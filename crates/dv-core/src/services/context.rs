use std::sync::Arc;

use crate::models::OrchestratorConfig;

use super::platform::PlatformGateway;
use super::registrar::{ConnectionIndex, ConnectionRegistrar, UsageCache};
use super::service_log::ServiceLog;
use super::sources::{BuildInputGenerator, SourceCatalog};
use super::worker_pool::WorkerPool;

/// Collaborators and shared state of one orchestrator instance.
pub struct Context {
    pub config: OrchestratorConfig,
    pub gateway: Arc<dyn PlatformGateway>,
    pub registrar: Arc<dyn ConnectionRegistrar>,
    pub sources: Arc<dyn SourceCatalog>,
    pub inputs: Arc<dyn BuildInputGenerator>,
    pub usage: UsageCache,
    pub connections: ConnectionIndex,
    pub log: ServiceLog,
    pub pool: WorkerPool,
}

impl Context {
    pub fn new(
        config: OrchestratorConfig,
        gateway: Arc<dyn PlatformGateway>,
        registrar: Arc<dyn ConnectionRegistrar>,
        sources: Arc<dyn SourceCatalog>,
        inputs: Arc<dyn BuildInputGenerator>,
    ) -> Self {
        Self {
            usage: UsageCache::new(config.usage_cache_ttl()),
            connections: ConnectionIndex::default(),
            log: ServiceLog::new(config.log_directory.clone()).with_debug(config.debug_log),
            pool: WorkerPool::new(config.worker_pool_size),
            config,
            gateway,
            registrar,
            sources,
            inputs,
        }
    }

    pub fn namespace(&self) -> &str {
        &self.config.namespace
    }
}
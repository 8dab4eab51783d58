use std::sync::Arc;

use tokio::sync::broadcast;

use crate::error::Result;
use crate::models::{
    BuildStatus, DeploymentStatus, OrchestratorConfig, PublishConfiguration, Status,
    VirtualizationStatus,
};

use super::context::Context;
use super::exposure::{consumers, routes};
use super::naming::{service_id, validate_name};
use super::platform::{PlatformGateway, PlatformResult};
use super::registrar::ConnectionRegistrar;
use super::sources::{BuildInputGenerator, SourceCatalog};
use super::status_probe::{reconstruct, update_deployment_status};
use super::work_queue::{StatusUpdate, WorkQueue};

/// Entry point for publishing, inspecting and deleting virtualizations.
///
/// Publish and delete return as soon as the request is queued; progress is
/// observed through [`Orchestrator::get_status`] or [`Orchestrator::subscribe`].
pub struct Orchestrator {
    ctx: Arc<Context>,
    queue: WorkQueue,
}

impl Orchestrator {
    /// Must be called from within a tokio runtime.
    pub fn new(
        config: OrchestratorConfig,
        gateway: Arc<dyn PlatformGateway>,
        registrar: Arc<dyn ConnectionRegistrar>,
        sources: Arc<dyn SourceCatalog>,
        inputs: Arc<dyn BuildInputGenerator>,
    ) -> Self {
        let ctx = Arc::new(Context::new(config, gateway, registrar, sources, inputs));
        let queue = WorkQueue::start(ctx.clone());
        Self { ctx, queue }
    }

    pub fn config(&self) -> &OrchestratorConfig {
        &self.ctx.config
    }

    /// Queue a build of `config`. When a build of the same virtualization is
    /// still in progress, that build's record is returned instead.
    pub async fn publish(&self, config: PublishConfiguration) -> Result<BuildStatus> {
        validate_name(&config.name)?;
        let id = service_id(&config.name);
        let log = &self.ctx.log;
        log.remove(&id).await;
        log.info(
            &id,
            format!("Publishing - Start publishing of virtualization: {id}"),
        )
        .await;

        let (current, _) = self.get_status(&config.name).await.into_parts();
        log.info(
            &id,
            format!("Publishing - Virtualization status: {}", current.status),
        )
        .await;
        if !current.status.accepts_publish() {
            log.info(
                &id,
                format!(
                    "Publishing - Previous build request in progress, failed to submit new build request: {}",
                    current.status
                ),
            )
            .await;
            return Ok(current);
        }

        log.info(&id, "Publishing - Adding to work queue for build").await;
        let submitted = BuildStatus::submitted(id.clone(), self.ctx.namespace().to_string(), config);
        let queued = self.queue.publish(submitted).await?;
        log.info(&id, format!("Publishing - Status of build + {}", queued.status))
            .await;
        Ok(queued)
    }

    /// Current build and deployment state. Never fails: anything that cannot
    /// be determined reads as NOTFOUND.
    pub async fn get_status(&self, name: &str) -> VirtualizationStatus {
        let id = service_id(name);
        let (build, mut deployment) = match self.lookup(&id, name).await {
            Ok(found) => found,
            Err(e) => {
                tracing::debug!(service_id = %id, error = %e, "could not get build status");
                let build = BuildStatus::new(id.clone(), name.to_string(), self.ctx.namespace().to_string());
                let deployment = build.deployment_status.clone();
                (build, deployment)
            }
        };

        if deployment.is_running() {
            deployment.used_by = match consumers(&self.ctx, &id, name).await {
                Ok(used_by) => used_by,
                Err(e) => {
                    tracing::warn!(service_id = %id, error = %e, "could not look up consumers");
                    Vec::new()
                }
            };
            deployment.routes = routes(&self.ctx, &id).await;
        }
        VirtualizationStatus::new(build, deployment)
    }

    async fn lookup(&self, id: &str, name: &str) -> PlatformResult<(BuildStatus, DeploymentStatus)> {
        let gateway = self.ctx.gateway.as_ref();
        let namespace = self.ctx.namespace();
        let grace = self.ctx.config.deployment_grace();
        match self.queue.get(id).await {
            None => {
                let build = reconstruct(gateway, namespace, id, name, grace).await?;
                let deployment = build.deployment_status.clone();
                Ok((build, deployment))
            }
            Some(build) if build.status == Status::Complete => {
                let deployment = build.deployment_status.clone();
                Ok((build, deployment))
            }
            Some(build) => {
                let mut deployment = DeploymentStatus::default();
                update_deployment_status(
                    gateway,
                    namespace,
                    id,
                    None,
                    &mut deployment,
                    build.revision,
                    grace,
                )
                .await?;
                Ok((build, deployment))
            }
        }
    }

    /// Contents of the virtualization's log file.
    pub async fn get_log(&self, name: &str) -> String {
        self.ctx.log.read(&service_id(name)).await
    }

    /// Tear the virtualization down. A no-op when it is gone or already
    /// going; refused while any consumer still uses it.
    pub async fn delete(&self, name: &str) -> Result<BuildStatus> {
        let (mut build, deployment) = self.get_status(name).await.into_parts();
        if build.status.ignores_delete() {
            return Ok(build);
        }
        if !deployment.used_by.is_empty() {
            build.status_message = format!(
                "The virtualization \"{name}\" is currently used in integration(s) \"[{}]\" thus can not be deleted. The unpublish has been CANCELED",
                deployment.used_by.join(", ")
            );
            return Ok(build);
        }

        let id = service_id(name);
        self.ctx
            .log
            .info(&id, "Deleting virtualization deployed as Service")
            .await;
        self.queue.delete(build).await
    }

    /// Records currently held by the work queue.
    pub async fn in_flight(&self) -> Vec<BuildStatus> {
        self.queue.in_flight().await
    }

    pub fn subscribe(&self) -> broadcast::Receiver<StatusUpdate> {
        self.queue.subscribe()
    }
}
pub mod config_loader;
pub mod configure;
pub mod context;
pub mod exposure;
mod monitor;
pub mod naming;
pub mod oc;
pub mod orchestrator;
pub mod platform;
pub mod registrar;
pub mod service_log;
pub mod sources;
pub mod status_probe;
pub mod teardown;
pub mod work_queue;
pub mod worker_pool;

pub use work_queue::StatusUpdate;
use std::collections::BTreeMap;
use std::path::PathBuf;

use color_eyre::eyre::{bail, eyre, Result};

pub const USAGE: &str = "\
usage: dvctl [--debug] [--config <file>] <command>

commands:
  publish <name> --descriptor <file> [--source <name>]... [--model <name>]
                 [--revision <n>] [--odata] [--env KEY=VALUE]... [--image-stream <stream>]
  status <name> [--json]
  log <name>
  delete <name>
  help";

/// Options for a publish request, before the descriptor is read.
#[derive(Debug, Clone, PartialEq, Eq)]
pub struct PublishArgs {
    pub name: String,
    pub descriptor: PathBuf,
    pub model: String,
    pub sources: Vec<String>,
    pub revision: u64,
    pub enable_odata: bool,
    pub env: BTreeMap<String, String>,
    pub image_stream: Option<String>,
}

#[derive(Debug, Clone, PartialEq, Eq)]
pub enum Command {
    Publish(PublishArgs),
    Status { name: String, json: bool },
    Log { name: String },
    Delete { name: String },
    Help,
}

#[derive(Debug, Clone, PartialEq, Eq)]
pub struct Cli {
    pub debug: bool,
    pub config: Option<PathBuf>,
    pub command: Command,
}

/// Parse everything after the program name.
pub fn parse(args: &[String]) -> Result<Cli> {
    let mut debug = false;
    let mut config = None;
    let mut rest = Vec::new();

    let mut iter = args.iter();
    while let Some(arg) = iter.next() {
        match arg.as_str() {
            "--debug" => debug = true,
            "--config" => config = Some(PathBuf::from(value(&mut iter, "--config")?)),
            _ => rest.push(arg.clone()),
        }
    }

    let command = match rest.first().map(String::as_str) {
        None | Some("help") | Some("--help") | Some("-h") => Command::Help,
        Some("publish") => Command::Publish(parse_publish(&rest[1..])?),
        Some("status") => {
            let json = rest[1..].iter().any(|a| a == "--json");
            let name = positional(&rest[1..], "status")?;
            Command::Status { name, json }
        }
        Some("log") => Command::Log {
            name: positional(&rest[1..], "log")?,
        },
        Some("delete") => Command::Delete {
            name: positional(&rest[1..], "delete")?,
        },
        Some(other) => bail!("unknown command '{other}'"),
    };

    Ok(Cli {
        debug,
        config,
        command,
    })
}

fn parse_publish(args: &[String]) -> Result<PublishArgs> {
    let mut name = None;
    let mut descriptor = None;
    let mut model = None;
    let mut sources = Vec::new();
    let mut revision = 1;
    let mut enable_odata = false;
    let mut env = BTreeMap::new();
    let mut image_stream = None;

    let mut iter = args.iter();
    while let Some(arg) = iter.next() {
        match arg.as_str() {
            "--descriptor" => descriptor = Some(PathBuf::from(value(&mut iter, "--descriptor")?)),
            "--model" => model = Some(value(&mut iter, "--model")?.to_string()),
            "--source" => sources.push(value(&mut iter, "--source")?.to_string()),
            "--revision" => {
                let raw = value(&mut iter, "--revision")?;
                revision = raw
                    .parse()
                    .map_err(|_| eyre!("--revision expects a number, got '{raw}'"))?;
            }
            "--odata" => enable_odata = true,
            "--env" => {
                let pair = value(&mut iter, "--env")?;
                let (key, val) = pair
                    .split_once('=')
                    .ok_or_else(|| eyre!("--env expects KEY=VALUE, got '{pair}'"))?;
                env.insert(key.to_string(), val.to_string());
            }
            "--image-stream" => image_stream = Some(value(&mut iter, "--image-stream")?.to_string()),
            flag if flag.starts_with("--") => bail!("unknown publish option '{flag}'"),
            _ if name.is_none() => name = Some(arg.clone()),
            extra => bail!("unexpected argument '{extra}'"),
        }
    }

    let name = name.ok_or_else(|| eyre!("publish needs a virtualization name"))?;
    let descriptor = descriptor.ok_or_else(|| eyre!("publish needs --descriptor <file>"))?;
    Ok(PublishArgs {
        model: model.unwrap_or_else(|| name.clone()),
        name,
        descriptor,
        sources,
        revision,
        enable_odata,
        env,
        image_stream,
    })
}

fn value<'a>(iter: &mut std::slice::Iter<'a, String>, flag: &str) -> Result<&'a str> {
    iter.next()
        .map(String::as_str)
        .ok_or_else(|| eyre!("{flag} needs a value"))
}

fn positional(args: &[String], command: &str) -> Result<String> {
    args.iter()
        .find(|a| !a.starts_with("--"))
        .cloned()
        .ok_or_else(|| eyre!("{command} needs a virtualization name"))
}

Goal of the exercise
Scan the listing above, and wherever a line holds the string "ConnectionRegistrar", copy that line.

Task solution
use super::registrar::{ConnectionIndex, ConnectionRegistrar, UsageCache};
    pub registrar: Arc<dyn ConnectionRegistrar>,
        registrar: Arc<dyn ConnectionRegistrar>,
use super::registrar::ConnectionRegistrar;
        registrar: Arc<dyn ConnectionRegistrar>,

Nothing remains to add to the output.